The relationship between dysfunctional lysosomes and synucleinopathies is best described by the discovery that loss of function mutations in lysosomal GBA1, that encodes b-glucocerebrosidase (GCase) represent the strongest genetic risk factor for both PD and DLB with odds ratios of 5.43 and 8.28 respectively. GCase degrades glycosphingolipids (GSLs) in the lysosome, and our previous work showed that GSLs interact and convert a-syn into toxic aggregates in patient-derived iPSC neurons.

Furthermore, our group and others have shown that a-syn inhibits protein maturation of lysosomal hydrolases between the endoplasmic reticulum (ER) and the Golgi, leading to depletion of hydrolases and lysosomal dysfunction. In turn, hydrolases accumulate in the ER and overwhelm the quality control machinery, causing their aggregation into insoluble species.

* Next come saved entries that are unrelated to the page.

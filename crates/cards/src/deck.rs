// Copyright (C) 2025 Vince Vasta
// SPDX-License-Identifier: Apache-2.0

//! An ordered deck of cards.
use crate::{Card, Rank, Suit};

/// A cards Deck
///
/// The deck holds the 52 cards ordered by suit and rank, it is used to
/// enumerate hands so the iteration order is always the same.
#[derive(Debug, Clone)]
pub struct Deck {
    cards: Vec<Card>,
}

impl Deck {
    /// The number of cards in the deck.
    pub const SIZE: usize = 52;

    /// Checks if the deck is empty.
    pub fn is_empty(&self) -> bool {
        self.cards.is_empty()
    }

    /// Number of cards in the deck.
    pub fn count(&self) -> usize {
        self.cards.len()
    }

    /// Removes a card from the deck.
    pub fn remove(&mut self, card: Card) {
        self.cards.retain(|c| c != &card);
    }

    /// The cards in the deck.
    pub fn cards(&self) -> &[Card] {
        &self.cards
    }

    /// Calls the `f` closure for each k-cards hand.
    ///
    /// Panics if k is not 2 <= k <= 7.
    pub fn for_each<F>(&self, k: usize, mut f: F)
    where
        F: FnMut(&[Card]),
    {
        assert!((2..=7).contains(&k), "2 <= k <= 7");

        let n = self.cards.len();
        if k > n {
            return;
        }

        // Indices of the current combination, advanced in lexicographic order.
        let mut idx = (0..k).collect::<Vec<_>>();
        let mut hand = idx.iter().map(|&i| self.cards[i]).collect::<Vec<_>>();

        loop {
            f(&hand);

            // Find the rightmost index that can still move right.
            let Some(pos) = (0..k).rev().find(|&p| idx[p] < n - k + p) else {
                return;
            };

            idx[pos] += 1;
            hand[pos] = self.cards[idx[pos]];
            for p in (pos + 1)..k {
                idx[p] = idx[p - 1] + 1;
                hand[p] = self.cards[idx[p]];
            }
        }
    }
}

impl Default for Deck {
    fn default() -> Self {
        let cards = Suit::suits()
            .flat_map(|s| Rank::ranks().map(move |r| Card::new(r, s)))
            .collect::<Vec<_>>();
        Self { cards }
    }
}

impl IntoIterator for Deck {
    type Item = Card;
    type IntoIter = std::vec::IntoIter<Card>;

    fn into_iter(self) -> Self::IntoIter {
        self.cards.into_iter()
    }
}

Our proposal is focused on synergistic improvement of ER folding machinery, protein trafficking, and lysosomal activity. We hypothesize that improving two or all three of these pathways simultaneously will enhance therapeutic benefit compared to each one alone. During the R61 phase, we will use established small molecules to enhance ER chaperones and pharmacological chaperones that directly bind and stabilize GCase in the ER.

These will be combined with trafficking enhancers that promote ER-Golgi SNARE assembly and hydrolase maturation into lysosomes. Finally, we will test the effect of direct GCase allosteric activators combined with both ER proteostasis and trafficking enhancers. We use a combination of patient-derived iPSC-neuron models and mouse models to test our hypotheses in vivo.

Our assay readouts include protein folding in the ER, hydrolase maturation, lysosomal activity, a-syn / tau aggregation, cognitive functions, and neurotoxicity. Our go / no go decisions will be based on whether the combinatorial treatments synergistically improve lysosomal activity, reduction in protein pathology and improve cognition. The R33 phase will be focused on establishing thresholds and duration of activation that are required to activate lysosomes and reduce a-syn, development of blood biomarkers that accurately reflect brain target engagement, and safety assessments for escalating doses in vivo. Our studies may provide the groundwork for future combination therapies for DLB and PD.